Go through the entries below and work out how many lines include "VideoFrame". Answer with the number only.

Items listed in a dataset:

--------------------------------------------------

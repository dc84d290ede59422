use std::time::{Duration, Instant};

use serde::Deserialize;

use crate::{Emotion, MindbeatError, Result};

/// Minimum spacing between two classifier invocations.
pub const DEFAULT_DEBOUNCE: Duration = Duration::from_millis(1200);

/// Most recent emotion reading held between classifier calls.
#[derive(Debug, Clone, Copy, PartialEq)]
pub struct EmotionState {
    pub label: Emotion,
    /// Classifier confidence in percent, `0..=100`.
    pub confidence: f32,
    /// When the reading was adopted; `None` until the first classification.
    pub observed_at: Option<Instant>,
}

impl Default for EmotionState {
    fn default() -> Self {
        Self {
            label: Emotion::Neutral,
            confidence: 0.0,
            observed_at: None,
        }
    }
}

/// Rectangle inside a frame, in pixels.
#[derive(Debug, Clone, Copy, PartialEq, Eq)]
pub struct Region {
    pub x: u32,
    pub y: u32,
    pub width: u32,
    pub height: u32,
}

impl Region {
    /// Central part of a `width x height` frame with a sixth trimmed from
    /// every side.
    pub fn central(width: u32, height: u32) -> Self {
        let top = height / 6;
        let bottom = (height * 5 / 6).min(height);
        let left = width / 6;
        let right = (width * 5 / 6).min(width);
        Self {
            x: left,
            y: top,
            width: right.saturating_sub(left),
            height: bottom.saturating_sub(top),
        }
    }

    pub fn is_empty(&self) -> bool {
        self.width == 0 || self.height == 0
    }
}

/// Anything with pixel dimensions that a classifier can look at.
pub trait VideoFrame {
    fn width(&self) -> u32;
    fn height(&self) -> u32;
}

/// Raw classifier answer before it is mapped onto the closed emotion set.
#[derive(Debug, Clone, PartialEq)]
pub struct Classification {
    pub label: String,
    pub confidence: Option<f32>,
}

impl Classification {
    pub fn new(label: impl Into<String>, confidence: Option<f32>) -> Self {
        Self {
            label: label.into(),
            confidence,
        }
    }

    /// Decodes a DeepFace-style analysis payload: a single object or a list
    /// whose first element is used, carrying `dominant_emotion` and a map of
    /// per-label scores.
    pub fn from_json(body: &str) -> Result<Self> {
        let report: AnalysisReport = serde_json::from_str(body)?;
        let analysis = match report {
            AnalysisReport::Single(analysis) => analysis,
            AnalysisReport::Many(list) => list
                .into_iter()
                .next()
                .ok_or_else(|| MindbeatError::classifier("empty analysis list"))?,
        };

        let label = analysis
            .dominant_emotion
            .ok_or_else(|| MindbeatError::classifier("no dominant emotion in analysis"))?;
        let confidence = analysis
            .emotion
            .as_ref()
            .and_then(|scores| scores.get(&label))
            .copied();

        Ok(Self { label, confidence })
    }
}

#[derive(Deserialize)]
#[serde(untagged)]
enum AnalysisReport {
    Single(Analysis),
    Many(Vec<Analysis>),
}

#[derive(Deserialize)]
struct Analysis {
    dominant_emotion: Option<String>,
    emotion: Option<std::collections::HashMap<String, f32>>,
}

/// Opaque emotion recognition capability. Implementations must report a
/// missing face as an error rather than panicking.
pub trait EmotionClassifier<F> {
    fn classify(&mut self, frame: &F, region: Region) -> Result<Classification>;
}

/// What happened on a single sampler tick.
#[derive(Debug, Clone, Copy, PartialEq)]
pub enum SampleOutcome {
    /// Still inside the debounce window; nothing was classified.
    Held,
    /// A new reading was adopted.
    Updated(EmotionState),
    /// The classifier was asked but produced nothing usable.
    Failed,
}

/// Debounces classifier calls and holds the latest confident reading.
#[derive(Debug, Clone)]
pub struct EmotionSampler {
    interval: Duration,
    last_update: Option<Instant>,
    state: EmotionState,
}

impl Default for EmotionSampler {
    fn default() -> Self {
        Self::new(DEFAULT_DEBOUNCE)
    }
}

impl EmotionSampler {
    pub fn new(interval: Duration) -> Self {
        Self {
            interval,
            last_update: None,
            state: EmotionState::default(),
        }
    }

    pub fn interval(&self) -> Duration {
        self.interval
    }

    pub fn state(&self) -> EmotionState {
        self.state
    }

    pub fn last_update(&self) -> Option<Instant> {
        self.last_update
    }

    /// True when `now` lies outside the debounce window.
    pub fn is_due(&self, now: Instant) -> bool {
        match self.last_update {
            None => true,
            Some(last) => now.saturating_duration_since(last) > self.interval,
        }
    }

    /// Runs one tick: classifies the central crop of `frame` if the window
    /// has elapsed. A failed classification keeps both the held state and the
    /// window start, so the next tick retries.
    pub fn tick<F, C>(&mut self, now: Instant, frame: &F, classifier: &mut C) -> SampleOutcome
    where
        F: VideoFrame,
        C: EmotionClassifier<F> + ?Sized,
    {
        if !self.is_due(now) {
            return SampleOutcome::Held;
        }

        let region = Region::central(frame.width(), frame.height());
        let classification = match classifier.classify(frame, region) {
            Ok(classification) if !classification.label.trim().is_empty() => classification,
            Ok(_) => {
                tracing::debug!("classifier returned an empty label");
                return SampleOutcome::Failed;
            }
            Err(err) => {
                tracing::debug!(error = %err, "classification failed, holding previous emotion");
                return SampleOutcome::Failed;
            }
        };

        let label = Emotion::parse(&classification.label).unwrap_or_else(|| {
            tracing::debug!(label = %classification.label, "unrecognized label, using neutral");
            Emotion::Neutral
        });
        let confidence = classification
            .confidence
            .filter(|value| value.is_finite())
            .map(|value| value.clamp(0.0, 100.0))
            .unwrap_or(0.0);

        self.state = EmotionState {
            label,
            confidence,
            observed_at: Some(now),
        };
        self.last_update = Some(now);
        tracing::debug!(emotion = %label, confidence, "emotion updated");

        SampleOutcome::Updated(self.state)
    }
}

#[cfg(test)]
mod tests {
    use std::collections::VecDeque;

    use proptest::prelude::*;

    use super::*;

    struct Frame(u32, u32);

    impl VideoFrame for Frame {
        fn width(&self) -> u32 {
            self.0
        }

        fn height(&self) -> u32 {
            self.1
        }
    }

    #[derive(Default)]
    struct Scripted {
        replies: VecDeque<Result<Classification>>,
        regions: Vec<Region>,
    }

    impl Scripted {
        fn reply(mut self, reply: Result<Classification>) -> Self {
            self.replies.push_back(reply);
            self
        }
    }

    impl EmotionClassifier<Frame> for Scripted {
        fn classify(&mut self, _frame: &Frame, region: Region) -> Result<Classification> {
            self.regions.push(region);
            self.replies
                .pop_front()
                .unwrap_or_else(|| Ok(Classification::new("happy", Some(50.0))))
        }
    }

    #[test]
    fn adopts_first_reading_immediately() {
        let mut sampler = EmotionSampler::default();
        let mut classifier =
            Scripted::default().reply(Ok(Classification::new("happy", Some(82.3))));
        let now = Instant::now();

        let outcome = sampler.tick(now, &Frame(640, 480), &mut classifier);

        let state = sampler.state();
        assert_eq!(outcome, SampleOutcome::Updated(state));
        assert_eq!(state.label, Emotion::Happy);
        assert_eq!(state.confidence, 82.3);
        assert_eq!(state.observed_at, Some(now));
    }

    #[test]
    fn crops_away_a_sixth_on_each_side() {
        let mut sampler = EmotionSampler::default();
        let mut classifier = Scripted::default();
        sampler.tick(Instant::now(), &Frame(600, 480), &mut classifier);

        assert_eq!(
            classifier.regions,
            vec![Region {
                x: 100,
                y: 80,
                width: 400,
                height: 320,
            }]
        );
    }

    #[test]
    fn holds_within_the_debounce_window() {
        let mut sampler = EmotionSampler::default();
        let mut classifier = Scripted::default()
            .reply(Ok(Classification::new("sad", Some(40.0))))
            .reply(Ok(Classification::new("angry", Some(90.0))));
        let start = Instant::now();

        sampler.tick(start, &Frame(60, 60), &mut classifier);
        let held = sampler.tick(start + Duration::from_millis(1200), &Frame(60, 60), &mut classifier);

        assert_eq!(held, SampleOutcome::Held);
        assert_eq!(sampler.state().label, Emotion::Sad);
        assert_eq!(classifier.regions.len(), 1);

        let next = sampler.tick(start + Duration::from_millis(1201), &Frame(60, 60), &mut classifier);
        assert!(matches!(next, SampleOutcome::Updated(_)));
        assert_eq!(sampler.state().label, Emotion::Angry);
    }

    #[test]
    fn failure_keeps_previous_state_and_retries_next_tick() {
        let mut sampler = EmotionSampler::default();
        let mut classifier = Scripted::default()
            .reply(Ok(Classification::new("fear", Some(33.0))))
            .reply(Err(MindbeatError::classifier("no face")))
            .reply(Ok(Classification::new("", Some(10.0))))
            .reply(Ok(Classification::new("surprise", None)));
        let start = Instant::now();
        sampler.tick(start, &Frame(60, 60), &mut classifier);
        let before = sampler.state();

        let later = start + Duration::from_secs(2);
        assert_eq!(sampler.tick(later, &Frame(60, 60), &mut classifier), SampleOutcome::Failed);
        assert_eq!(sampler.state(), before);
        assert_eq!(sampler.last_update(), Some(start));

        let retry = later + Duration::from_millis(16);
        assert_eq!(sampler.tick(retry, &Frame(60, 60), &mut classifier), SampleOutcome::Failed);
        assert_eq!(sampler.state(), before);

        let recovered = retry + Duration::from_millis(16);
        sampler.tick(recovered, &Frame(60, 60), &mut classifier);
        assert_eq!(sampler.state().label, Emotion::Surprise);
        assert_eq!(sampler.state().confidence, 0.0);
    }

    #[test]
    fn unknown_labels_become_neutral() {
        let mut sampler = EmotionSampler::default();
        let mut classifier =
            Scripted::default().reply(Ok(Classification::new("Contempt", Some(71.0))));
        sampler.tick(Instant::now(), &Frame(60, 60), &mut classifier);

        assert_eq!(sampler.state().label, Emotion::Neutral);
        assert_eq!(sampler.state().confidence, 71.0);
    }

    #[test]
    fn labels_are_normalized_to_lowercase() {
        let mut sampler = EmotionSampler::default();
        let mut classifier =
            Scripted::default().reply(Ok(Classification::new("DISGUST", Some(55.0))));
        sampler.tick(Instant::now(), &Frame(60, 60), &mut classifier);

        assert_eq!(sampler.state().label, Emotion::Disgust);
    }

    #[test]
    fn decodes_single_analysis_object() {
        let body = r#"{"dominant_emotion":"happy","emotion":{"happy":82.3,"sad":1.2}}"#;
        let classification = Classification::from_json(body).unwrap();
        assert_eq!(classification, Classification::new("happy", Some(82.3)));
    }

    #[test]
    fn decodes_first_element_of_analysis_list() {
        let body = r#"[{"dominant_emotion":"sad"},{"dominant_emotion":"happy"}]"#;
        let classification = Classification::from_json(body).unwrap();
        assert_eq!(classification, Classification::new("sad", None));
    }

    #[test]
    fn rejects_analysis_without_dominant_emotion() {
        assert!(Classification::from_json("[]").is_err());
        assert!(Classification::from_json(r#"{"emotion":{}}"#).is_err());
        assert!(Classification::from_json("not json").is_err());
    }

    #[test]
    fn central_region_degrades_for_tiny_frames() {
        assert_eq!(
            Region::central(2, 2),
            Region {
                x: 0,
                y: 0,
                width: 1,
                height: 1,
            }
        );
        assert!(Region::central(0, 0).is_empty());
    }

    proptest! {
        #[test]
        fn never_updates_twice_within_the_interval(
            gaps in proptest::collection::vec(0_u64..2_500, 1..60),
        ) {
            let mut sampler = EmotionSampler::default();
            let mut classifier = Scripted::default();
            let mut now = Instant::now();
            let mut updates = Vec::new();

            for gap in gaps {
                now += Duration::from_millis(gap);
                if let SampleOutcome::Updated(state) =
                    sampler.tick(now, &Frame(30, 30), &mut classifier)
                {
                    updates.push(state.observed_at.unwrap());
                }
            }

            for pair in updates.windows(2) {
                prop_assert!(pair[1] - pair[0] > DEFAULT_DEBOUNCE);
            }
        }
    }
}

--------------------------------------------------

> Exercise response
3